[Start of Attachment]

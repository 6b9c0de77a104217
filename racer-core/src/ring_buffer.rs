//! Ringpuffer für Farbmessungen
//!
//! Glättet einen Burst von Sensor-Messungen zu einem Mittelwert. Ist der Puffer
//! voll, überschreibt `put` die älteste Messung.

use crate::types::ColorSample;

/// Standard-Kapazität des Mess-Puffers
pub const SAMPLE_BUFFER_CAPACITY: usize = 3;

/// Ringpuffer mit der Standard-Kapazität
pub type SampleBuffer = SampleRingBuffer<SAMPLE_BUFFER_CAPACITY>;

/// Ringpuffer fester Kapazität `N`
///
/// Ein Schreiber, ein Leser, kein internes Lock. Der Besitzer (Sensor-Task)
/// ist für exklusiven Zugriff verantwortlich.
#[derive(Debug, Clone)]
pub struct SampleRingBuffer<const N: usize> {
    slots: [ColorSample; N],
    head: usize,
    tail: usize,
    full: bool,
}

impl<const N: usize> Default for SampleRingBuffer<N> {
    fn default() -> Self {
        Self::new()
    }
}

impl<const N: usize> SampleRingBuffer<N> {
    pub const fn new() -> Self {
        Self {
            slots: [ColorSample::new(0, 0, 0, 0); N],
            head: 0,
            tail: 0,
            full: false,
        }
    }

    pub const fn capacity(&self) -> usize {
        N
    }

    /// `true` nur direkt nach der Initialisierung, vor dem ersten `put`
    pub fn is_empty(&self) -> bool {
        !self.full && self.head == self.tail
    }

    pub fn is_full(&self) -> bool {
        self.full
    }

    /// Anzahl der seit der Initialisierung beschriebenen Slots
    pub fn len(&self) -> usize {
        if self.full {
            N
        } else {
            (self.head + N - self.tail) % N
        }
    }

    /// Speichert eine Messung und verdrängt bei vollem Puffer die älteste
    pub fn put(&mut self, sample: ColorSample) {
        self.slots[self.head] = sample;
        if self.full {
            self.tail = (self.tail + 1) % N;
        }
        self.head = (self.head + 1) % N;
        self.full = self.head == self.tail;
    }

    /// Arithmetisches Mittel über alle `N` Slots
    ///
    /// Solange der Puffer noch nie voll war, fließen die unbeschriebenen
    /// (Null-)Slots mit ein. Das ist gewolltes Verhalten.
    pub fn average(&self) -> ColorSample {
        let mut sum = [0u32; 4];
        for slot in &self.slots {
            sum[0] += u32::from(slot.red);
            sum[1] += u32::from(slot.green);
            sum[2] += u32::from(slot.blue);
            sum[3] += u32::from(slot.clear);
        }

        let n = N as u32;
        ColorSample {
            red: (sum[0] / n) as u16,
            green: (sum[1] / n) as u16,
            blue: (sum[2] / n) as u16,
            clear: (sum[3] / n) as u16,
        }
    }
}
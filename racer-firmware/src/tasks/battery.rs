// Battery Task - Akkuspannung überwachen und Warnung anzeigen
use defmt::{info, warn};
use embassy_time::{Duration, Timer};
use racer_core::battery::BATTERY_CHECK_INTERVAL_MS;
use racer_core::{BatteryEvent, BatteryMonitor, millivolts_from_raw};

use crate::config::BATTERY_REPORT_EVERY;
use crate::hal::BatteryAdc;
use crate::{SharedLedState, Telemetry, TelemetryPublisher};

/// Battery Task
///
/// Misst alle 100 ms. Übergänge (leer / erholt) werden einmal geloggt und
/// sofort veröffentlicht, sonst nur jede `BATTERY_REPORT_EVERY`-te Messung.
#[embassy_executor::task]
pub async fn battery_task(
    mut adc: BatteryAdc,
    led_state: &'static SharedLedState,
    publisher: TelemetryPublisher,
) {
    let mut monitor = BatteryMonitor::new();
    let mut checks: u32 = 0;
    info!("Battery: Task started");

    loop {
        let millivolts = millivolts_from_raw(adc.read_raw().await);
        let event = monitor.update(millivolts);

        match event {
            Some(BatteryEvent::Low { millivolts }) => {
                warn!("Battery: Low voltage {} mV", millivolts);
            }
            Some(BatteryEvent::Recovered { millivolts }) => {
                info!("Battery: Recovered at {} mV", millivolts);
            }
            None => {}
        }

        if monitor.is_low() || event.is_some() {
            monitor.apply(event, &mut *led_state.lock().await);
        }

        checks = checks.wrapping_add(1);
        if event.is_some() || checks % BATTERY_REPORT_EVERY == 0 {
            publisher.publish_immediate(Telemetry::Battery {
                millivolts,
                low: monitor.is_low(),
            });
        }

        Timer::after(Duration::from_millis(BATTERY_CHECK_INTERVAL_MS)).await;
    }
}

[End of Attachment]

WHAT NEEDS TO BE DONE:
Give back the records above exactly, limited to the lines between the one holding "pub fn len(&self)" and the one holding "ist gewolltes Verhalten.", inclusive.

RESPONSE TO THIS EXERCISE:
    pub fn len(&self) -> usize {
        if self.full {
            N
        } else {
            (self.head + N - self.tail) % N
        }
    }

    /// Speichert eine Messung und verdrängt bei vollem Puffer die älteste
    pub fn put(&mut self, sample: ColorSample) {
        self.slots[self.head] = sample;
        if self.full {
            self.tail = (self.tail + 1) % N;
        }
        self.head = (self.head + 1) % N;
        self.full = self.head == self.tail;
    }

    /// Arithmetisches Mittel über alle `N` Slots
    ///
    /// Solange der Puffer noch nie voll war, fließen die unbeschriebenen
    /// (Null-)Slots mit ein. Das ist gewolltes Verhalten.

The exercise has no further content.